··· Task material
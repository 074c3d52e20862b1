use anyhow::{bail, Context, Result};
use clap::{Parser, Subcommand};
use geomirror::api::{
    mirror, offsets, ring_from_geojson, ring_to_feature, Point, Ring, DEFAULT_SOURCE_CENTER,
    DEFAULT_TARGET_CENTER,
};
use geomirror::sample::{draw_ring, RadialCfg, ReplayToken, VertexCount};
use geomirror::sphere::centroid;
use polars::prelude::*;
use serde::Serialize;
use serde_json::json;
use std::path::Path;
use tracing_subscriber::fmt::SubscriberBuilder;

mod provenance;

use provenance::{write_sidecar, Payload};

#[derive(Parser)]
#[command(name = "geomirror-cli")]
#[command(about = "Mirror drawn shapes onto another place at true ground size")]
struct Cmd {
    #[command(subcommand)]
    action: Action,
}

#[derive(Subcommand)]
enum Action {
    /// Rotate and re-anchor a GeoJSON polygon at a target center
    Mirror {
        #[arg(long)]
        input: String,
        /// Rotation in degrees, counter-clockwise positive
        #[arg(long, default_value_t = 0.0, allow_hyphen_values = true)]
        angle: f64,
        /// Target center as "lon,lat" (defaults to New York)
        #[arg(long, allow_hyphen_values = true)]
        target: Option<Point>,
        #[arg(long)]
        out: String,
    },
    /// Write a reproducible random ring as GeoJSON
    Sample {
        /// Center as "lon,lat" (defaults to San Francisco)
        #[arg(long, allow_hyphen_values = true)]
        center: Option<Point>,
        #[arg(long, default_value_t = 1_000.0)]
        radius_m: f64,
        #[arg(long, default_value_t = 12)]
        vertices: usize,
        #[arg(long, default_value_t = 0)]
        seed: u64,
        #[arg(long, default_value_t = 0)]
        index: u64,
        #[arg(long)]
        out: String,
    },
    /// Write per-vertex distance/bearing from the centroid (.csv or .parquet)
    Offsets {
        #[arg(long)]
        input: String,
        #[arg(long)]
        out: String,
    },
    /// Print a small provenance JSON block
    Report,
}

fn main() -> Result<()> {
    SubscriberBuilder::default().with_target(false).init();
    let cmd = Cmd::parse();
    match cmd.action {
        Action::Mirror {
            input,
            angle,
            target,
            out,
        } => mirror_file(&input, angle, target.unwrap_or(DEFAULT_TARGET_CENTER), &out),
        Action::Sample {
            center,
            radius_m,
            vertices,
            seed,
            index,
            out,
        } => sample(
            center.unwrap_or(DEFAULT_SOURCE_CENTER),
            radius_m,
            vertices,
            ReplayToken { seed, index },
            &out,
        ),
        Action::Offsets { input, out } => offsets_table(&input, &out),
        Action::Report => report(),
    }
}

fn read_ring(input: &str) -> Result<Ring> {
    let text = std::fs::read_to_string(input).with_context(|| format!("reading {input}"))?;
    ring_from_geojson(&text).with_context(|| format!("decoding {input}"))
}

fn ensure_parent(out: &str) -> Result<()> {
    if let Some(parent) = Path::new(out).parent() {
        if !parent.as_os_str().is_empty() {
            std::fs::create_dir_all(parent)
                .with_context(|| format!("creating {}", parent.display()))?;
        }
    }
    Ok(())
}

fn write_feature(out: &str, feature: &serde_json::Value) -> Result<()> {
    ensure_parent(out)?;
    std::fs::write(out, serde_json::to_vec_pretty(feature)?)
        .with_context(|| format!("writing {out}"))
}

fn mirror_file(input: &str, angle: f64, target: Point, out: &str) -> Result<()> {
    tracing::info!(input, angle, %target, out, "mirror");
    let source = read_ring(input)?;
    let Some(mirrored) = mirror(Some(&source), angle, target)
        .with_context(|| format!("mirroring {input}"))?
    else {
        bail!("no shape to mirror in {input}");
    };
    tracing::info!(vertices = mirrored.len(), "mirrored");

    let params = json!({
        "angle_deg": angle,
        "target": [target.lon, target.lat],
    });
    let mut props = params.clone();
    props["role"] = json!("mirrored");
    write_feature(out, &ring_to_feature(&mirrored, props))?;
    write_sidecar(out, Payload::new(params).with_input(input))?;
    Ok(())
}

#[derive(Serialize)]
struct SampleParams {
    center: Point,
    radius_m: f64,
    vertices: usize,
    seed: u64,
    index: u64,
}

fn sample(
    center: Point,
    radius_m: f64,
    vertices: usize,
    tok: ReplayToken,
    out: &str,
) -> Result<()> {
    tracing::info!(%center, radius_m, vertices, seed = tok.seed, index = tok.index, out, "sample");
    let cfg = RadialCfg {
        vertex_count: VertexCount::Fixed(vertices),
        base_radius_m: radius_m,
        ..RadialCfg::default()
    };
    let ring = draw_ring(center, cfg, tok)?;
    let params = serde_json::to_value(SampleParams {
        center,
        radius_m,
        vertices,
        seed: tok.seed,
        index: tok.index,
    })?;
    write_feature(out, &ring_to_feature(&ring, params.clone()))?;
    write_sidecar(out, Payload::new(params))?;
    Ok(())
}

fn offsets_table(input: &str, out: &str) -> Result<()> {
    tracing::info!(input, out, "offsets");
    let ring = read_ring(input)?;
    let pivot = centroid(&ring).with_context(|| format!("centroid of {input}"))?;
    let offs = offsets(&ring, pivot);

    let index: Vec<u32> = (0..ring.len() as u32).collect();
    let lon: Vec<f64> = ring.points().iter().map(|p| p.lon).collect();
    let lat: Vec<f64> = ring.points().iter().map(|p| p.lat).collect();
    let distance_m: Vec<f64> = offs.iter().map(|o| o.distance_m).collect();
    let bearing_deg: Vec<f64> = offs.iter().map(|o| o.bearing_deg).collect();
    let mut df = df!(
        "index" => index,
        "lon" => lon,
        "lat" => lat,
        "distance_m" => distance_m,
        "bearing_deg" => bearing_deg,
    )?;
    tracing::info!(rows = df.height(), cols = df.width(), %pivot, "offsets_table");

    ensure_parent(out)?;
    let mut file = std::fs::File::create(out).with_context(|| format!("creating {out}"))?;
    if out.ends_with(".parquet") {
        ParquetWriter::new(&mut file).finish(&mut df)?;
    } else {
        CsvWriter::new(&mut file).include_header(true).finish(&mut df)?;
    }
    write_sidecar(
        out,
        Payload::new(json!({"pivot": [pivot.lon, pivot.lat]})).with_input(input),
    )?;
    Ok(())
}

fn report() -> Result<()> {
    let obj = provenance::document(
        json!({
            "default_source": [DEFAULT_SOURCE_CENTER.lon, DEFAULT_SOURCE_CENTER.lat],
            "default_target": [DEFAULT_TARGET_CENTER.lon, DEFAULT_TARGET_CENTER.lat],
        }),
        &[],
    );
    println!("{}", serde_json::to_string_pretty(&obj)?);
    Ok(())
}

#[cfg(test)]
mod tests {
    use super::*;
    use geomirror::sphere::distance;
    use tempfile::tempdir;

    fn write_sample(dir: &Path) -> String {
        let path = dir.join("drawn.geojson").to_string_lossy().into_owned();
        sample(
            DEFAULT_SOURCE_CENTER,
            800.0,
            9,
            ReplayToken { seed: 1, index: 2 },
            &path,
        )
        .unwrap();
        path
    }

    #[test]
    fn cli_parses_negative_points() {
        let cmd = Cmd::try_parse_from([
            "geomirror-cli",
            "mirror",
            "--input",
            "a.geojson",
            "--angle",
            "-45",
            "--target",
            "-74.006,40.7128",
            "--out",
            "b.geojson",
        ])
        .unwrap();
        match cmd.action {
            Action::Mirror { angle, target, .. } => {
                assert_eq!(angle, -45.0);
                assert_eq!(target, Some(Point::new(-74.006, 40.7128)));
            }
            _ => panic!("expected mirror"),
        }
        let bad_center = Cmd::try_parse_from([
            "geomirror-cli",
            "sample",
            "--center",
            "x",
            "--out",
            "o",
        ]);
        assert!(bad_center.is_err());
    }

    #[test]
    fn sample_then_mirror_round_trip() {
        let dir = tempdir().unwrap();
        let input = write_sample(dir.path());
        let out = dir.path().join("nested/mirrored.geojson");
        let out = out.to_string_lossy().into_owned();
        let target = Point::new(139.6917, 35.6895);
        mirror_file(&input, 30.0, target, &out).unwrap();

        let mirrored = read_ring(&out).unwrap();
        let source = read_ring(&input).unwrap();
        assert_eq!(mirrored.len(), source.len());
        let c = centroid(&mirrored).unwrap();
        assert!(distance(c, target) < 5.0);
        assert!(dir.path().join("nested/mirrored.provenance.json").exists());
    }

    #[test]
    fn mirror_rejects_degenerate_input() {
        let dir = tempdir().unwrap();
        let input = dir.path().join("flat.geojson");
        std::fs::write(
            &input,
            r#"{"type":"Polygon","coordinates":[[[0,0],[1,0],[1,0],[0,0]]]}"#,
        )
        .unwrap();
        let out = dir.path().join("out.geojson");
        let err = mirror_file(
            &input.to_string_lossy(),
            0.0,
            DEFAULT_TARGET_CENTER,
            &out.to_string_lossy(),
        )
        .unwrap_err();
        assert!(format!("{err:#}").contains("degenerate"));
        assert!(!out.exists());
    }

    #[test]
    fn offsets_writes_csv_table() {
        let dir = tempdir().unwrap();
        let input = write_sample(dir.path());
        let out = dir.path().join("offsets.csv").to_string_lossy().into_owned();
        offsets_table(&input, &out).unwrap();
        let text = std::fs::read_to_string(&out).unwrap();
        let mut lines = text.lines();
        assert_eq!(lines.next(), Some("index,lon,lat,distance_m,bearing_deg"));
        // 9 vertices + closing point
        assert_eq!(lines.count(), 10);
    }
}
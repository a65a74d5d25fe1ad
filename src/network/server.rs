//! TCP Server
//!
//! Accepts connections and hands each to its own thread.

use std::io::ErrorKind;
use std::net::{SocketAddr, TcpListener};
use std::sync::atomic::{AtomicBool, AtomicUsize, Ordering};
use std::sync::Arc;
use std::thread;
use std::time::Duration;

use parking_lot::Mutex;

use super::Connection;
use crate::config::ServerConfig;
use crate::engine::Engine;
use crate::error::Result;

/// How long the accept loop sleeps when no client is waiting
const ACCEPT_POLL: Duration = Duration::from_millis(10);

/// Decrements the live-connection count when a client thread ends
struct ConnectionGuard(Arc<AtomicUsize>);

impl Drop for ConnectionGuard {
    fn drop(&mut self) {
        self.0.fetch_sub(1, Ordering::AcqRel);
    }
}

/// TCP server for a mapkv store
pub struct Server {
    config: ServerConfig,
    engine: Arc<Mutex<Engine>>,
    listener: TcpListener,
    shutdown: Arc<AtomicBool>,
    active: Arc<AtomicUsize>,
}

impl Server {
    /// Bind the listen address and take ownership of the engine
    pub fn bind(config: ServerConfig, engine: Engine) -> Result<Self> {
        let listener = TcpListener::bind(&config.listen_addr)?;
        listener.set_nonblocking(true)?;

        tracing::info!(addr = %listener.local_addr()?, "Listening");

        Ok(Self {
            config,
            engine: Arc::new(Mutex::new(engine)),
            listener,
            shutdown: Arc::new(AtomicBool::new(false)),
            active: Arc::new(AtomicUsize::new(0)),
        })
    }

    /// Address actually bound (useful with port 0)
    pub fn local_addr(&self) -> Result<SocketAddr> {
        Ok(self.listener.local_addr()?)
    }

    /// Flag that stops [`run`](Self::run) once set
    pub fn shutdown_handle(&self) -> Arc<AtomicBool> {
        Arc::clone(&self.shutdown)
    }

    /// Signal the accept loop to stop
    pub fn shutdown(&self) {
        self.shutdown.store(true, Ordering::Release);
    }

    /// Shared handle to the engine
    pub fn engine(&self) -> Arc<Mutex<Engine>> {
        Arc::clone(&self.engine)
    }

    /// Number of clients currently connected
    pub fn active_connections(&self) -> usize {
        self.active.load(Ordering::Acquire)
    }

    /// Accept clients until shutdown is signalled
    ///
    /// Clients beyond `max_connections` are dropped on accept. Client
    /// threads already running are left to finish on their own.
    pub fn run(&self) -> Result<()> {
        while !self.shutdown.load(Ordering::Acquire) {
            let (stream, peer) = match self.listener.accept() {
                Ok(accepted) => accepted,
                Err(e) if e.kind() == ErrorKind::WouldBlock => {
                    thread::sleep(ACCEPT_POLL);
                    continue;
                }
                Err(e) if e.kind() == ErrorKind::Interrupted => continue,
                Err(e) => {
                    tracing::warn!(error = %e, "Accept failed");
                    continue;
                }
            };

            if self.active.load(Ordering::Acquire) >= self.config.max_connections {
                tracing::warn!(
                    peer = %peer,
                    max = self.config.max_connections,
                    "Connection limit reached, dropping client"
                );
                continue;
            }

            if let Err(e) = self.spawn_connection(stream) {
                tracing::warn!(peer = %peer, error = %e, "Failed to set up connection");
            }
        }

        tracing::info!("Server stopped accepting connections");
        Ok(())
    }

    fn spawn_connection(&self, stream: std::net::TcpStream) -> Result<()> {
        stream.set_nonblocking(false)?;

        let mut connection = Connection::new(
            stream,
            Arc::clone(&self.engine),
            self.config.max_value_size,
        )?;
        connection.set_timeouts(self.config.read_timeout_ms, self.config.write_timeout_ms)?;

        self.active.fetch_add(1, Ordering::AcqRel);
        let guard = ConnectionGuard(Arc::clone(&self.active));

        thread::Builder::new()
            .name(format!("mapkv-conn-{}", connection.peer_addr()))
            .spawn(move || {
                let _guard = guard;
                // Errors are logged by the connection itself
                let _ = connection.handle();
            })?;

        Ok(())
    }
}
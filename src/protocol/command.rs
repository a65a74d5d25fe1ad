//! Command definitions
//!
//! Requests parsed from a client.

use bytes::Bytes;

/// A parsed request
#[derive(Debug, Clone, PartialEq, Eq)]
pub enum Command {
    /// Store a value
    Set { key: Bytes, value: Bytes },

    /// Fetch a value
    Get { key: Bytes },

    /// Delete a key
    Delete { key: Bytes },
}

impl Command {
    /// The key the command operates on
    pub fn key(&self) -> &Bytes {
        match self {
            Command::Set { key, .. } | Command::Get { key } | Command::Delete { key } => key,
        }
    }

    /// Protocol verb, for logging
    pub fn name(&self) -> &'static str {
        match self {
            Command::Set { .. } => "set",
            Command::Get { .. } => "get",
            Command::Delete { .. } => "delete",
        }
    }
}
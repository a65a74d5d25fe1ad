//! Protocol codec
//!
//! Incremental decoding over a connection's read buffer. A decoder returns
//! `Ok(None)` while the buffer holds only part of a message and consumes
//! nothing until a whole message is available.

use bytes::{Buf, BufMut, Bytes, BytesMut};

use super::{Command, Response};
use crate::error::{KvError, Result};

/// Longest key a client may send
pub const MAX_KEY_LEN: usize = 1023;

/// Longest command line (without its data block) the server will buffer
pub const MAX_LINE_LEN: usize = 2048;

const CRLF: &[u8] = b"\r\n";

fn protocol_error(msg: impl Into<String>) -> KvError {
    KvError::Protocol(msg.into())
}

/// Position of the first CRLF, or an error once the buffer outgrows a line
fn find_line_end(buf: &[u8]) -> Result<Option<usize>> {
    match buf.windows(2).position(|w| w == CRLF) {
        Some(pos) if pos > MAX_LINE_LEN => Err(protocol_error(format!(
            "line of {} bytes exceeds {}",
            pos, MAX_LINE_LEN
        ))),
        Some(pos) => Ok(Some(pos)),
        None if buf.len() > MAX_LINE_LEN => Err(protocol_error("unterminated line")),
        None => Ok(None),
    }
}

fn parse_len(token: &[u8]) -> Result<usize> {
    std::str::from_utf8(token)
        .ok()
        .and_then(|s| s.parse::<usize>().ok())
        .ok_or_else(|| {
            protocol_error(format!(
                "invalid length {:?}",
                String::from_utf8_lossy(token)
            ))
        })
}

/// Total bytes of a line plus its `len`-byte data block and terminator
fn block_end(data_start: usize, len: usize) -> Result<usize> {
    data_start
        .checked_add(len)
        .and_then(|end| end.checked_add(CRLF.len()))
        .ok_or_else(|| protocol_error(format!("data block of {} bytes is too large", len)))
}

fn check_key(key: &[u8]) -> Result<()> {
    if key.len() > MAX_KEY_LEN {
        return Err(protocol_error(format!(
            "key of {} bytes exceeds {}",
            key.len(),
            MAX_KEY_LEN
        )));
    }
    Ok(())
}

// =============================================================================
// Command Encoding/Decoding
// =============================================================================

/// Decode one request from the front of `buf`
///
/// Values larger than `max_value_size` are rejected before their data block
/// is buffered.
pub fn decode_command(buf: &mut BytesMut, max_value_size: usize) -> Result<Option<Command>> {
    let Some(line_end) = find_line_end(buf)? else {
        return Ok(None);
    };

    let tokens: Vec<&[u8]> = buf[..line_end]
        .split(|b| *b == b' ')
        .filter(|t| !t.is_empty())
        .collect();

    match tokens.as_slice() {
        [b"get", key] | [b"delete", key] => {
            check_key(key)?;
            let is_get = tokens[0] == b"get";
            let key = Bytes::copy_from_slice(key);
            buf.advance(line_end + CRLF.len());

            Ok(Some(if is_get {
                Command::Get { key }
            } else {
                Command::Delete { key }
            }))
        }
        [b"set", key, _flags, bytes] | [b"set", key, _flags, _, bytes] => {
            check_key(key)?;
            let len = parse_len(bytes)?;
            if len > max_value_size {
                return Err(protocol_error(format!(
                    "value of {} bytes exceeds {}",
                    len, max_value_size
                )));
            }

            let data_start = line_end + CRLF.len();
            let total = block_end(data_start, len)?;
            if buf.len() < total {
                buf.reserve(total - buf.len());
                return Ok(None);
            }
            if &buf[data_start + len..total] != CRLF {
                return Err(protocol_error("data block not terminated by CRLF"));
            }

            let key = Bytes::copy_from_slice(key);
            buf.advance(data_start);
            let value = buf.split_to(len).freeze();
            buf.advance(CRLF.len());

            Ok(Some(Command::Set { key, value }))
        }
        _ => Err(protocol_error(format!(
            "unrecognized request {:?}",
            String::from_utf8_lossy(&buf[..line_end])
        ))),
    }
}

/// Encode a request the way a client sends it
pub fn encode_command(command: &Command, buf: &mut BytesMut) {
    match command {
        Command::Set { key, value } => {
            buf.put_slice(b"set ");
            buf.put_slice(key);
            buf.put_slice(format!(" 0 0 {}\r\n", value.len()).as_bytes());
            buf.put_slice(value);
            buf.put_slice(CRLF);
        }
        Command::Get { key } => {
            buf.put_slice(b"get ");
            buf.put_slice(key);
            buf.put_slice(CRLF);
        }
        Command::Delete { key } => {
            buf.put_slice(b"delete ");
            buf.put_slice(key);
            buf.put_slice(CRLF);
        }
    }
}

// =============================================================================
// Response Encoding/Decoding
// =============================================================================

/// Append the wire form of `response` to `buf`
pub fn encode_response(response: &Response, buf: &mut BytesMut) {
    match response {
        Response::Stored => buf.put_slice(b"STORED\r\n"),
        Response::Error => buf.put_slice(b"ERROR\r\n"),
        Response::End => buf.put_slice(b"END\r\n"),
        Response::Deleted => buf.put_slice(b"DELETED\r\n"),
        Response::NotFound => buf.put_slice(b"NOT_FOUND\r\n"),
        Response::Value { key, data } => {
            buf.reserve(key.len() + data.len() + 32);
            buf.put_slice(b"VALUE ");
            buf.put_slice(key);
            buf.put_slice(format!(" 0 {}\r\n", data.len()).as_bytes());
            buf.put_slice(data);
            buf.put_slice(CRLF);
        }
    }
}

/// Decode one reply from the front of `buf`
pub fn decode_response(buf: &mut BytesMut) -> Result<Option<Response>> {
    let Some(line_end) = find_line_end(buf)? else {
        return Ok(None);
    };

    let simple = match &buf[..line_end] {
        b"STORED" => Some(Response::Stored),
        b"ERROR" => Some(Response::Error),
        b"END" => Some(Response::End),
        b"DELETED" => Some(Response::Deleted),
        b"NOT_FOUND" => Some(Response::NotFound),
        _ => None,
    };
    if let Some(response) = simple {
        buf.advance(line_end + CRLF.len());
        return Ok(Some(response));
    }

    let tokens: Vec<&[u8]> = buf[..line_end]
        .split(|b| *b == b' ')
        .filter(|t| !t.is_empty())
        .collect();
    let [b"VALUE", key, _flags, bytes] = tokens.as_slice() else {
        return Err(protocol_error(format!(
            "unrecognized reply {:?}",
            String::from_utf8_lossy(&buf[..line_end])
        )));
    };

    let len = parse_len(bytes)?;
    let data_start = line_end + CRLF.len();
    let total = block_end(data_start, len)?;
    if buf.len() < total {
        return Ok(None);
    }
    if &buf[data_start + len..total] != CRLF {
        return Err(protocol_error("data block not terminated by CRLF"));
    }

    let key = Bytes::copy_from_slice(key);
    buf.advance(data_start);
    let data = buf.split_to(len).freeze();
    buf.advance(CRLF.len());

    Ok(Some(Response::Value { key, data }))
}

#[cfg(test)]
mod tests {
    use super::*;

    #[test]
    fn test_partial_line_waits() {
        let mut buf = BytesMut::from(&b"get ke"[..]);
        assert_eq!(decode_command(&mut buf, 1024).unwrap(), None);
        assert_eq!(buf.len(), 6);
    }

    #[test]
    fn test_partial_data_block_waits() {
        let mut buf = BytesMut::from(&b"set k 0 0 5\r\nhel"[..]);
        assert_eq!(decode_command(&mut buf, 1024).unwrap(), None);

        buf.extend_from_slice(b"lo\r\n");
        let cmd = decode_command(&mut buf, 1024).unwrap().unwrap();
        assert_eq!(
            cmd,
            Command::Set {
                key: Bytes::from_static(b"k"),
                value: Bytes::from_static(b"hello"),
            }
        );
        assert!(buf.is_empty());
    }

    #[test]
    fn test_missing_terminator_is_error() {
        let mut buf = BytesMut::from(&b"set k 0 0 2\r\nabXY"[..]);
        assert!(decode_command(&mut buf, 1024).is_err());
    }

    #[test]
    fn test_reply_length_overflow_is_error() {
        let mut buf = BytesMut::from(&b"VALUE k 0 18446744073709551615\r\nab\r\n"[..]);
        assert!(matches!(
            decode_response(&mut buf),
            Err(KvError::Protocol(_))
        ));
    }

    #[test]
    fn test_unterminated_line_overflow() {
        let mut buf = BytesMut::from(&vec![b'a'; MAX_LINE_LEN + 1][..]);
        assert!(decode_command(&mut buf, 1024).is_err());
    }
}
······
§ The problem: How many lines in the records above contain the string "Payload"? State the number and nothing more.

§ Result: 4